The word scholar itself contains a similar double meaning. The Greek skohlē (from which the modern word is derived) notes a mode of “holding back, a keeping clear” but also a physical building for learning—the school or academy—much as the Latin schola marks a “meeting place for teachers and students.”[35] The word is further connected to notions of leisure, in the sense of free time, especially understood as the freedom from coercion, obligation, or unpleasant work.[36] This sense of free time is related to the freedom needed for sustained, undistracted thought. One is hard-pressed to find a better expression of this type of leisure than in Josef Pieper’s treatment of the topic. He writes,
Leisure is a form of that stillness that is the necessary preparation for accepting reality; only the person who is still can hear, and whoever is not still, cannot hear. Such stillness as this is not mere soundlessness or a dead muteness; it means, rather, that the soul’s power, as real, of responding to the real—a co-respondence, eternally established in nature—has not yet descended into words. Leisure is the disposition of receptive understanding, of contemplative beholding, and immersion—in the real.[37]
Here, leisure marks a passivity for attunement, for listening to the sound of the real. These practices center a receptivity in tune with eternality as opposed to the active and piqued engagement associated with the throws of the timely world. Pieper also introduces here another crucial aspect of contemplation and spiritual exercise; namely, that these are exercises organized not only by the mind’s relation to itself but by the mind’s relation to the world, to Being, to the whole of what is real, in the sense of a co-respondence with the ecology of Being and beings.[38]
One could say that askēsis is premised on the practitioner’s relation to Being. Indeed, in Plato’s Republic, at 486d, we learn that having this relation to Being is one of the philosopher’s essential characteristics. The mode of this relating is expressed in different ways, depending on the translation of the text we choose. Consider the following interpretations of the passage. The soul referenced here is the soul of the philosopher:
“Well, and do not all these qualities, which we have been enumerating, go together, and are they not, in a manner, necessary to a soul, which is to have a full and perfect participation of being?” (Jowett)
“The goal of philosophy, as Socrates claims, is to engage in the ‘theôria of all being.’” (Nightingale)[39]
“Well, then, don’t you think the properties we’ve enumerated are compatible with one another and that each is necessary to a soul that is to have an adequate and complete grasp of that which is?” (Cooper)

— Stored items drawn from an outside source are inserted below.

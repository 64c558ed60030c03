/// Keyboard and gamepad bindings, per phase.
///
///   Menu      ↑/W ↓/S cycle difficulty, Enter/Space start, Esc/Q quit
///   Playing   arrows/WASD steer, P/F1 pause, M menu
///   Paused    P/F1 resume, M menu
///   GameOver  Enter/R restart, M menu
///
/// Ctrl+C quits from anywhere; that check lives in the input collector.

use crossterm::event::KeyCode;

use crate::domain::grid::Direction;
use crate::sim::session::Command;
use crate::sim::world::Phase;
use super::gamepad::GamepadState;

pub const KEYS_UP: &[KeyCode] = &[KeyCode::Up, KeyCode::Char('w'), KeyCode::Char('W')];
pub const KEYS_DOWN: &[KeyCode] = &[KeyCode::Down, KeyCode::Char('s'), KeyCode::Char('S')];
pub const KEYS_LEFT: &[KeyCode] = &[KeyCode::Left, KeyCode::Char('a'), KeyCode::Char('A')];
pub const KEYS_RIGHT: &[KeyCode] = &[KeyCode::Right, KeyCode::Char('d'), KeyCode::Char('D')];
pub const KEYS_CONFIRM: &[KeyCode] = &[KeyCode::Enter, KeyCode::Char(' ')];
pub const KEYS_RESTART: &[KeyCode] = &[KeyCode::Enter, KeyCode::Char('r'), KeyCode::Char('R')];
pub const KEYS_PAUSE: &[KeyCode] = &[KeyCode::Char('p'), KeyCode::Char('P'), KeyCode::F(1)];
pub const KEYS_MENU: &[KeyCode] = &[KeyCode::Char('m'), KeyCode::Char('M')];
pub const KEYS_QUIT: &[KeyCode] = &[KeyCode::Esc, KeyCode::Char('q'), KeyCode::Char('Q')];

fn key_direction(code: KeyCode) -> Option<Direction> {
    if KEYS_UP.contains(&code) {
        Some(Direction::Up)
    } else if KEYS_DOWN.contains(&code) {
        Some(Direction::Down)
    } else if KEYS_LEFT.contains(&code) {
        Some(Direction::Left)
    } else if KEYS_RIGHT.contains(&code) {
        Some(Direction::Right)
    } else {
        None
    }
}

/// Command for one key press in `phase`; unbound keys give `None`.
pub fn key_command(phase: Phase, code: KeyCode) -> Option<Command> {
    match phase {
        Phase::Menu => {
            if KEYS_UP.contains(&code) {
                Some(Command::CycleDifficulty(-1))
            } else if KEYS_DOWN.contains(&code) {
                Some(Command::CycleDifficulty(1))
            } else if KEYS_CONFIRM.contains(&code) {
                Some(Command::Start)
            } else {
                None
            }
        }
        Phase::Playing | Phase::Paused => {
            if KEYS_PAUSE.contains(&code) {
                Some(Command::TogglePause)
            } else if KEYS_MENU.contains(&code) {
                Some(Command::ReturnToMenu)
            } else if phase == Phase::Playing {
                key_direction(code).map(Command::Steer)
            } else {
                None
            }
        }
        Phase::GameOver => {
            if KEYS_RESTART.contains(&code) {
                Some(Command::Restart)
            } else if KEYS_MENU.contains(&code) {
                Some(Command::ReturnToMenu)
            } else {
                None
            }
        }
    }
}

/// Quit is only offered from the menu so a stray Esc never ends a run.
pub fn quits(phase: Phase, code: KeyCode) -> bool {
    phase == Phase::Menu && KEYS_QUIT.contains(&code)
}

/// Commands from this frame's gamepad edges.
pub fn gamepad_commands(phase: Phase, pad: &GamepadState) -> Vec<Command> {
    let mut cmds = Vec::new();
    let dir = pad.direction_pressed();
    match phase {
        Phase::Menu => {
            match dir {
                Some(Direction::Up) => cmds.push(Command::CycleDifficulty(-1)),
                Some(Direction::Down) => cmds.push(Command::CycleDifficulty(1)),
                _ => {}
            }
            if pad.confirm_pressed() {
                cmds.push(Command::Start);
            }
        }
        Phase::Playing | Phase::Paused => {
            if let Some(d) = dir {
                cmds.push(Command::Steer(d));
            }
            if pad.pause_pressed() {
                cmds.push(Command::TogglePause);
            }
            if pad.menu_pressed() {
                cmds.push(Command::ReturnToMenu);
            }
        }
        Phase::GameOver => {
            if pad.confirm_pressed() {
                cmds.push(Command::Restart);
            }
            if pad.menu_pressed() {
                cmds.push(Command::ReturnToMenu);
            }
        }
    }
    cmds
}

#[cfg(test)]
mod tests {
    use super::*;

    #[test]
    fn menu_keys() {
        assert_eq!(key_command(Phase::Menu, KeyCode::Up), Some(Command::CycleDifficulty(-1)));
        assert_eq!(key_command(Phase::Menu, KeyCode::Char('s')), Some(Command::CycleDifficulty(1)));
        assert_eq!(key_command(Phase::Menu, KeyCode::Enter), Some(Command::Start));
        assert_eq!(key_command(Phase::Menu, KeyCode::Char(' ')), Some(Command::Start));
        assert_eq!(key_command(Phase::Menu, KeyCode::Char('x')), None);
    }

    #[test]
    fn playing_keys_steer() {
        assert_eq!(key_command(Phase::Playing, KeyCode::Char('a')), Some(Command::Steer(Direction::Left)));
        assert_eq!(key_command(Phase::Playing, KeyCode::Down), Some(Command::Steer(Direction::Down)));
        assert_eq!(key_command(Phase::Playing, KeyCode::Char('P')), Some(Command::TogglePause));
        assert_eq!(key_command(Phase::Playing, KeyCode::Char('m')), Some(Command::ReturnToMenu));
        assert_eq!(key_command(Phase::Playing, KeyCode::Enter), None);
    }

    #[test]
    fn paused_ignores_steering() {
        assert_eq!(key_command(Phase::Paused, KeyCode::Left), None);
        assert_eq!(key_command(Phase::Paused, KeyCode::F(1)), Some(Command::TogglePause));
    }

    #[test]
    fn game_over_keys() {
        assert_eq!(key_command(Phase::GameOver, KeyCode::Enter), Some(Command::Restart));
        assert_eq!(key_command(Phase::GameOver, KeyCode::Char('r')), Some(Command::Restart));
        assert_eq!(key_command(Phase::GameOver, KeyCode::Char('M')), Some(Command::ReturnToMenu));
        assert_eq!(key_command(Phase::GameOver, KeyCode::Up), None);
    }

    #[test]
    fn quit_only_from_menu() {
        assert!(quits(Phase::Menu, KeyCode::Esc));
        assert!(quits(Phase::Menu, KeyCode::Char('q')));
        assert!(!quits(Phase::Playing, KeyCode::Esc));
        assert!(!quits(Phase::GameOver, KeyCode::Char('q')));
    }

    #[test]
    fn idle_gamepad_gives_nothing() {
        let pad = GamepadState::new();
        for phase in [Phase::Menu, Phase::Playing, Phase::Paused, Phase::GameOver] {
            assert!(gamepad_commands(phase, &pad).is_empty());
        }
    }
}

The relation to Being—or to “that which is” (in the last translation)—takes the shape of “participation,” “theoria” (or beholding), and “grasping,” in each rendition, respectively. These actions are described as essential to the philosophical life, and thus to any of the practices that we may consider “philosophical.” In other words, philosophy is a participating, beholding, or grasping in and of Being, that which is. Philosophical practices must engage with Being; they deepen the practitioner’s sense for Being and its subtle and innumerable qualities. I hold out as crucial to this primacy of Being a distinction between Being itself and the metaphysics, theology, or cosmology—the systems of philosophy, religion, or science—one might use to describe it. From the stance of theoria and participation, these systems are seen as creative representations of the shapes Being might take, without ever being totally coincident with Being as such. On this view, Being is taken as intelligible through systems of science, metaphysics, and religion without being reducible to any singular mode of intelligibility.[40]
Philosophy in this mode is a set of practices that enable theoria, or this bearing witness to Being, especially as made available by the leisure of contemplation and the philosophical arts of perception cultivated through practice. William Desmond describes the human as having a porosity to Being, that is, an open-ended and elemental receptiveness to Being—what Desmond calls our “primal participation”—from which everything else we do or experience originates.[41] Desmond sees as primary this receptivity in Being (passio essendi) to the secondary endeavor or attempt to be in a certain way (conatus essendi).[42] In other words, we must first have being before we begin to shape our being in a particular way, and this having being in human form is an openness to what is, an openness that also acknowledges that to be human is in some sense to be always already in the mode of a continuous shaping and re-shaping. The commitments of various philosophies on this view provide the coordinates for the open-ended shaping, or way of life, we might choose.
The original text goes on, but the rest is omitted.